Stored items:
******
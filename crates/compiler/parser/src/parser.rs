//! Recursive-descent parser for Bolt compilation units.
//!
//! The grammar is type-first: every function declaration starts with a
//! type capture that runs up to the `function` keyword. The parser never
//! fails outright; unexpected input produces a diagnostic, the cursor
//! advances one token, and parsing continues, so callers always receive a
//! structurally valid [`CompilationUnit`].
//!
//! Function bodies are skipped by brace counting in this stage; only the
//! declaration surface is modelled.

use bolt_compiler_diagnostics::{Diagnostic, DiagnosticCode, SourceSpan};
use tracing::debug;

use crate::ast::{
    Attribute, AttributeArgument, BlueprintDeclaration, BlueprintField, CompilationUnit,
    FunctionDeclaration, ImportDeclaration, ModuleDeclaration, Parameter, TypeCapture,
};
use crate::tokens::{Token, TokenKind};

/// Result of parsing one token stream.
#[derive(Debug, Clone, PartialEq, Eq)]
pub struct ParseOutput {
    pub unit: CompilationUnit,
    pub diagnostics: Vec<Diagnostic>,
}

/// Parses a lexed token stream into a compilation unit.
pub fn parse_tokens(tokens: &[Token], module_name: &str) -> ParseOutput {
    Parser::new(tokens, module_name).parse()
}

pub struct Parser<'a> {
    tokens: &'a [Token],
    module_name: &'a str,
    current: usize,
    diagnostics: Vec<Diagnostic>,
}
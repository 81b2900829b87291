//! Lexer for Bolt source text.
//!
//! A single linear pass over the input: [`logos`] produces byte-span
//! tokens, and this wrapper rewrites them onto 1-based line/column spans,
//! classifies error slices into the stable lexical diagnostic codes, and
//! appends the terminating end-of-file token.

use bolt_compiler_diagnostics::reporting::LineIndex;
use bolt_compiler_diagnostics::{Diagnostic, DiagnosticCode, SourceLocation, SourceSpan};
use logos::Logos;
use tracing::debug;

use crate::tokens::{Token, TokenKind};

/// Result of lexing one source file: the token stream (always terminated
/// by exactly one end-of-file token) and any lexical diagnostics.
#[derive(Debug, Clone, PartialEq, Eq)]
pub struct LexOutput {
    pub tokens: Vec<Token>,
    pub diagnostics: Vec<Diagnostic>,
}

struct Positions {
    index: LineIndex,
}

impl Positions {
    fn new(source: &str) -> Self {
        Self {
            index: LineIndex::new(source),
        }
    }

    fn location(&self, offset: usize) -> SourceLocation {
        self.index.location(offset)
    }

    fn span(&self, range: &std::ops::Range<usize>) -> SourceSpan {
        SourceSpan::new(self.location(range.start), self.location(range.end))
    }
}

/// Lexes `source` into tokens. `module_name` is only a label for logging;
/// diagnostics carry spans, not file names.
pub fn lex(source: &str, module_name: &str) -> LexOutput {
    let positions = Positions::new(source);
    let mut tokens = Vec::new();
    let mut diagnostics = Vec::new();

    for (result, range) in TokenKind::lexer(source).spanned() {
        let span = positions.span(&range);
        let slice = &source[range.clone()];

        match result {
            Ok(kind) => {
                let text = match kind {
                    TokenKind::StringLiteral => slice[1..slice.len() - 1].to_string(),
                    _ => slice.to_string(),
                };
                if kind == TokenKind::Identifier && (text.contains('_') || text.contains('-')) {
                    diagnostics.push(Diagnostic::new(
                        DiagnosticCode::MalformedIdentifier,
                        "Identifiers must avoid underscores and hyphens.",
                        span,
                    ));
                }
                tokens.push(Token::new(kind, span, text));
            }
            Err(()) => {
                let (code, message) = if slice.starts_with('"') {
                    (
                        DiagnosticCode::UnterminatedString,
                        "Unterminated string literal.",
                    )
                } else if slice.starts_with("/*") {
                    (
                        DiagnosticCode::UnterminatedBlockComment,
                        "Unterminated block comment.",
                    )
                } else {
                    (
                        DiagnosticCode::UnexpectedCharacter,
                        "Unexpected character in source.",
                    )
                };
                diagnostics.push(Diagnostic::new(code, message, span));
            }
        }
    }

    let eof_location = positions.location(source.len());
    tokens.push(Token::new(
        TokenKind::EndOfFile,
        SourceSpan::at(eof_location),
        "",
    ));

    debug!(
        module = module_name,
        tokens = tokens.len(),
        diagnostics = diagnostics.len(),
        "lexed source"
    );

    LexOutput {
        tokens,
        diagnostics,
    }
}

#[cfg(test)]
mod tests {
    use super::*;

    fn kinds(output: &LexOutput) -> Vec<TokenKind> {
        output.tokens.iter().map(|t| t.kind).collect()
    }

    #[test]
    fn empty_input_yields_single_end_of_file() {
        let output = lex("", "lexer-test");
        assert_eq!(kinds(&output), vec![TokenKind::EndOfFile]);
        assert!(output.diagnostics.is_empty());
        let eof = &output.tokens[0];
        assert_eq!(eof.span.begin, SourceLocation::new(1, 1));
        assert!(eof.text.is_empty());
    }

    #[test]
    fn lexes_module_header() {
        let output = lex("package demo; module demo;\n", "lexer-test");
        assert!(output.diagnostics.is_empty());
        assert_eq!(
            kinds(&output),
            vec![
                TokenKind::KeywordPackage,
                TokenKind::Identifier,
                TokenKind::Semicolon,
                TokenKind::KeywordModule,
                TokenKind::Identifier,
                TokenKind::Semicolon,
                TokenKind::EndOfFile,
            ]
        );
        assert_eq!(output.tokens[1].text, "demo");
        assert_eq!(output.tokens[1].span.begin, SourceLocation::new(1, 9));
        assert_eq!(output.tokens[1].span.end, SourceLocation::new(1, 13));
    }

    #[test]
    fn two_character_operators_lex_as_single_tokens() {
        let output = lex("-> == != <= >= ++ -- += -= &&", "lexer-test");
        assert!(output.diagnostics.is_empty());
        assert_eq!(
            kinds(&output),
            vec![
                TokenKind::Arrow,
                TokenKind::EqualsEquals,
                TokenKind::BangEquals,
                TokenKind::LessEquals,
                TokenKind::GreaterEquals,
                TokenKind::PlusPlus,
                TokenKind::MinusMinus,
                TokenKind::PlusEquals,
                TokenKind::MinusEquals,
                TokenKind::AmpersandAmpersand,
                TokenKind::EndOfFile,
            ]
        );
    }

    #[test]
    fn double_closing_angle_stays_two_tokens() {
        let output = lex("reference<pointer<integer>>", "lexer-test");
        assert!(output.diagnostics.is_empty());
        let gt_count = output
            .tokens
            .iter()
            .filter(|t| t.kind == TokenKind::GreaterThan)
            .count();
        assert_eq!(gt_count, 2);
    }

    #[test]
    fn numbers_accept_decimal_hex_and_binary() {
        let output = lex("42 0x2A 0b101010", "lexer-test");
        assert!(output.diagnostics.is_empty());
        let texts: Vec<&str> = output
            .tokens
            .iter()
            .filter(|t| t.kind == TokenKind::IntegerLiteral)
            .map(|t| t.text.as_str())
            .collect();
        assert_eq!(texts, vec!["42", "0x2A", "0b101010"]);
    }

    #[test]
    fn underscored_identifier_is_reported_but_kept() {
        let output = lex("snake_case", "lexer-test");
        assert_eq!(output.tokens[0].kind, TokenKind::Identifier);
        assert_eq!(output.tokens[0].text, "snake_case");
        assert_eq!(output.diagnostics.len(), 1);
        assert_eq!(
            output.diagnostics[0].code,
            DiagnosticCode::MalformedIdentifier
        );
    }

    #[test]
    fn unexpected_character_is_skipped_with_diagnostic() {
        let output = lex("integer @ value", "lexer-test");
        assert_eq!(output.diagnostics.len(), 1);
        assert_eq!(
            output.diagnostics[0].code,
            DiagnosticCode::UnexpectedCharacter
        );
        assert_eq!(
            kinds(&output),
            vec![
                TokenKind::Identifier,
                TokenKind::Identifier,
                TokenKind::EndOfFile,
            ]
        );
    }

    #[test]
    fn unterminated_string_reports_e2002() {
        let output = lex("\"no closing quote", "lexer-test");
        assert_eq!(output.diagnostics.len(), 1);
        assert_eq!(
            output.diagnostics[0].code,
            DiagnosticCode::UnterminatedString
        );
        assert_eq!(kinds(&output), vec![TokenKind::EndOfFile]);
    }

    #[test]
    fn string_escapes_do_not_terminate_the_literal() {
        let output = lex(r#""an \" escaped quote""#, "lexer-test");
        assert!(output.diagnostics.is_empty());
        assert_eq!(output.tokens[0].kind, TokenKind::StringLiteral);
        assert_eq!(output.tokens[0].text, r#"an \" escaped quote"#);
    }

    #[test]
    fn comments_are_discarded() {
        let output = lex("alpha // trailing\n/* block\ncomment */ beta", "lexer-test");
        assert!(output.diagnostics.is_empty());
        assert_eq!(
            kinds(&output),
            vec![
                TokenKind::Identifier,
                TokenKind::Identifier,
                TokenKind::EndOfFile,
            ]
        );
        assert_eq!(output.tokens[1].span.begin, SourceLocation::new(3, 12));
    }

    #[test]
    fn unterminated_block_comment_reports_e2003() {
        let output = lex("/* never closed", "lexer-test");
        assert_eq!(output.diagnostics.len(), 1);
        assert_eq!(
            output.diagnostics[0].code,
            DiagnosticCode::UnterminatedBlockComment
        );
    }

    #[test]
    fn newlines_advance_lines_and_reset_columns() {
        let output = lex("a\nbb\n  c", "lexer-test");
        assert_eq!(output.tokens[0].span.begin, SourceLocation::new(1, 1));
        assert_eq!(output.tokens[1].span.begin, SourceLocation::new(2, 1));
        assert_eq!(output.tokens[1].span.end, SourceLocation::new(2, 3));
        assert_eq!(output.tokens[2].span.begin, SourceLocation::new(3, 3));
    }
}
******
__TASK OBJECTIVE__: From the data above, count the lines that hold the string "logos". Reply with only that number.

__WORKED SOLUTION__: 2